## EXERCISE BRIEF
Going through the data below, please show each line containing the string "lies".

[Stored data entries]
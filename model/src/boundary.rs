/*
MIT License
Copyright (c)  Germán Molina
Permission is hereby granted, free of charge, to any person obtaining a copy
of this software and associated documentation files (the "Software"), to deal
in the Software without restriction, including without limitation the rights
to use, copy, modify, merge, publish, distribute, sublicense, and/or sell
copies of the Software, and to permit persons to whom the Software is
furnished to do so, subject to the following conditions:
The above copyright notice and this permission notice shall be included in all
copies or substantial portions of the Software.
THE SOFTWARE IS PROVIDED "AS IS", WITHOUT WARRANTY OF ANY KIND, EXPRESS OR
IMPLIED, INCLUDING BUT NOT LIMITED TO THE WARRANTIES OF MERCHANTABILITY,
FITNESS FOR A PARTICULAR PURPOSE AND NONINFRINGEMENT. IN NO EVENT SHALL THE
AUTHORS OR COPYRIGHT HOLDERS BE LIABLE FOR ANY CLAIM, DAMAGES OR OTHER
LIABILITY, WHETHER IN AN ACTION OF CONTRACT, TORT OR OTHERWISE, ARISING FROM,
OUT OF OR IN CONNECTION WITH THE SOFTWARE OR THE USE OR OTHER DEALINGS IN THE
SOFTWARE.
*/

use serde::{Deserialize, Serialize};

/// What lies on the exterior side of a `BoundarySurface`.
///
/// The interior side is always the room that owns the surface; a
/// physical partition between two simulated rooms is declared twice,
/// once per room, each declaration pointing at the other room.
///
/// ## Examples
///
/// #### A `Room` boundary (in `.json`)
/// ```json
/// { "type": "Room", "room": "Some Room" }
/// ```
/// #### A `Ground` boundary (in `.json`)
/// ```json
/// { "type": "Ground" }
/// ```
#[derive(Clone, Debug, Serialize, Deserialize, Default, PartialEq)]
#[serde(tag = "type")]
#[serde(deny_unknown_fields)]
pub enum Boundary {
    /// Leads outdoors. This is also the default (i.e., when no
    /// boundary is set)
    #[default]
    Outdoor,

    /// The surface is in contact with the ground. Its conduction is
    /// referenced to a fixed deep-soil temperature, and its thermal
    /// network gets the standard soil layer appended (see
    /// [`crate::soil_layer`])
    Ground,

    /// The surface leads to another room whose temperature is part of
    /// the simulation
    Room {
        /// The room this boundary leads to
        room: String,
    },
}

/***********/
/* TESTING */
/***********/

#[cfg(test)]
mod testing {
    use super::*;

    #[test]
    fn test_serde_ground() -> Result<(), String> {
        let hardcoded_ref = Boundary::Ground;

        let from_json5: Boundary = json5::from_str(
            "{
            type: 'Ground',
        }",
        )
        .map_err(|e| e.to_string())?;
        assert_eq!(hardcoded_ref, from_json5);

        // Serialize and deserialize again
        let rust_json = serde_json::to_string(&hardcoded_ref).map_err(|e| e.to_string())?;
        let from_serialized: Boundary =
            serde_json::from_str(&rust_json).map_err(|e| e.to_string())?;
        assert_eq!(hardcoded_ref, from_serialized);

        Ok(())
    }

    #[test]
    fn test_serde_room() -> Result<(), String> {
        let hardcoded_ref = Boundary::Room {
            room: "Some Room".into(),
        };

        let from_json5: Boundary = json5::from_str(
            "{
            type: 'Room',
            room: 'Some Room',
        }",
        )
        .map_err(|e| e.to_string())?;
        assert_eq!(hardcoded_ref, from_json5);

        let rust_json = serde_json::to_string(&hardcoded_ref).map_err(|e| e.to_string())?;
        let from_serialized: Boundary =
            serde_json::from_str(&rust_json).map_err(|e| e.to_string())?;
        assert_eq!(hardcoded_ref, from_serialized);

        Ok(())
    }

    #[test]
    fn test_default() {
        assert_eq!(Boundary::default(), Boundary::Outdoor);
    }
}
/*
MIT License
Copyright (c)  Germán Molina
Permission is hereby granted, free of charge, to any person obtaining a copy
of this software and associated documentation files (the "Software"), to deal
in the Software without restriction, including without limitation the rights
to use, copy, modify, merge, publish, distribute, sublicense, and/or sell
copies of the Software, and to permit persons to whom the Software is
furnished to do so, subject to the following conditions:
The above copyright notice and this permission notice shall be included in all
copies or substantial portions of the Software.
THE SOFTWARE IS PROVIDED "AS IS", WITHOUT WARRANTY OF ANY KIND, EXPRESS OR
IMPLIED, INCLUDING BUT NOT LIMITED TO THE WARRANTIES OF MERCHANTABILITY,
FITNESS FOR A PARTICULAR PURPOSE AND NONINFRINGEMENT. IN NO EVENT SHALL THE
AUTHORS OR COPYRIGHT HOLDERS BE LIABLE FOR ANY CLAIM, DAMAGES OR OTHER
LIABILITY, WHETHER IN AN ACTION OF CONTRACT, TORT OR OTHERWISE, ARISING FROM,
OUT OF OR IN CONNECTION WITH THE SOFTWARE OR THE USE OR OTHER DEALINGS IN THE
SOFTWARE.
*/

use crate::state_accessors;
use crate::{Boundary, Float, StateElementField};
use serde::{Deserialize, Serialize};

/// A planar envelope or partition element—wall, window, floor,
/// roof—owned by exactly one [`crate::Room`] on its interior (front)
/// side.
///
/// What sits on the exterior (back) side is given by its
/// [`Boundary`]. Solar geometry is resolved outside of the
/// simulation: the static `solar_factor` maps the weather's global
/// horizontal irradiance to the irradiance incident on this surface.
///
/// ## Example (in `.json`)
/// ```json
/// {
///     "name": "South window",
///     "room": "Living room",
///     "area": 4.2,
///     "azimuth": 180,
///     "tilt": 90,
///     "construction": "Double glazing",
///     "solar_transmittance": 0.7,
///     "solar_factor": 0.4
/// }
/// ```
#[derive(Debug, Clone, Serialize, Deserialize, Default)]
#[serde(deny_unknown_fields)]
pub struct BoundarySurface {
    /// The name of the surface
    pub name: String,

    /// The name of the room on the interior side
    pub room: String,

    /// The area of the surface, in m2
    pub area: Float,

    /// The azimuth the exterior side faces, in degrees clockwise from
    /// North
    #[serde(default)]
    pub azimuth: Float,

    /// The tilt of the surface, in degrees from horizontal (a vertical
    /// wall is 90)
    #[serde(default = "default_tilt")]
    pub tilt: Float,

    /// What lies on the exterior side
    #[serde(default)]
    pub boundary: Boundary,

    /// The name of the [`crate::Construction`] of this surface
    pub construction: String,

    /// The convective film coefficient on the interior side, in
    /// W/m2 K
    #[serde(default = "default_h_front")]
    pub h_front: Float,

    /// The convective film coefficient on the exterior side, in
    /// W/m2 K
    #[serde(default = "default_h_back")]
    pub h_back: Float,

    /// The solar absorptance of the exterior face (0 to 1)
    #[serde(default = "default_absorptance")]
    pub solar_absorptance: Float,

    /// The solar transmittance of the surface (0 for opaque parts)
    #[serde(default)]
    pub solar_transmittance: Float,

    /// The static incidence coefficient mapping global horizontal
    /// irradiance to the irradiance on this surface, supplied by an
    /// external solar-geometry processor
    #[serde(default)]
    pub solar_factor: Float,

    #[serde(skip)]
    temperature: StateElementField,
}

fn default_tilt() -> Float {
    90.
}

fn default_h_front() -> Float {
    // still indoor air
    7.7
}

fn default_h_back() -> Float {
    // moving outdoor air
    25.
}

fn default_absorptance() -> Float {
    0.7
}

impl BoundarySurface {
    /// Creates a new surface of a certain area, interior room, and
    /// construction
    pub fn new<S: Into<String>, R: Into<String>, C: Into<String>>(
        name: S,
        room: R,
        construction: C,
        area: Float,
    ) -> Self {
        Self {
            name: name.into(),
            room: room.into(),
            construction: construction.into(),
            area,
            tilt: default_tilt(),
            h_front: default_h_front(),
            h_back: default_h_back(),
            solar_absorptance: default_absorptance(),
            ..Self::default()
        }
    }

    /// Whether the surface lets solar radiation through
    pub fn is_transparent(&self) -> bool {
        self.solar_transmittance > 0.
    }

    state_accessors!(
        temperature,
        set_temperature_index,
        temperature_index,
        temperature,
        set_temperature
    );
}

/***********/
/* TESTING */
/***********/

## WRITTEN SOLUTION
/// What lies on the exterior side of a `BoundarySurface`.
    /// What lies on the exterior side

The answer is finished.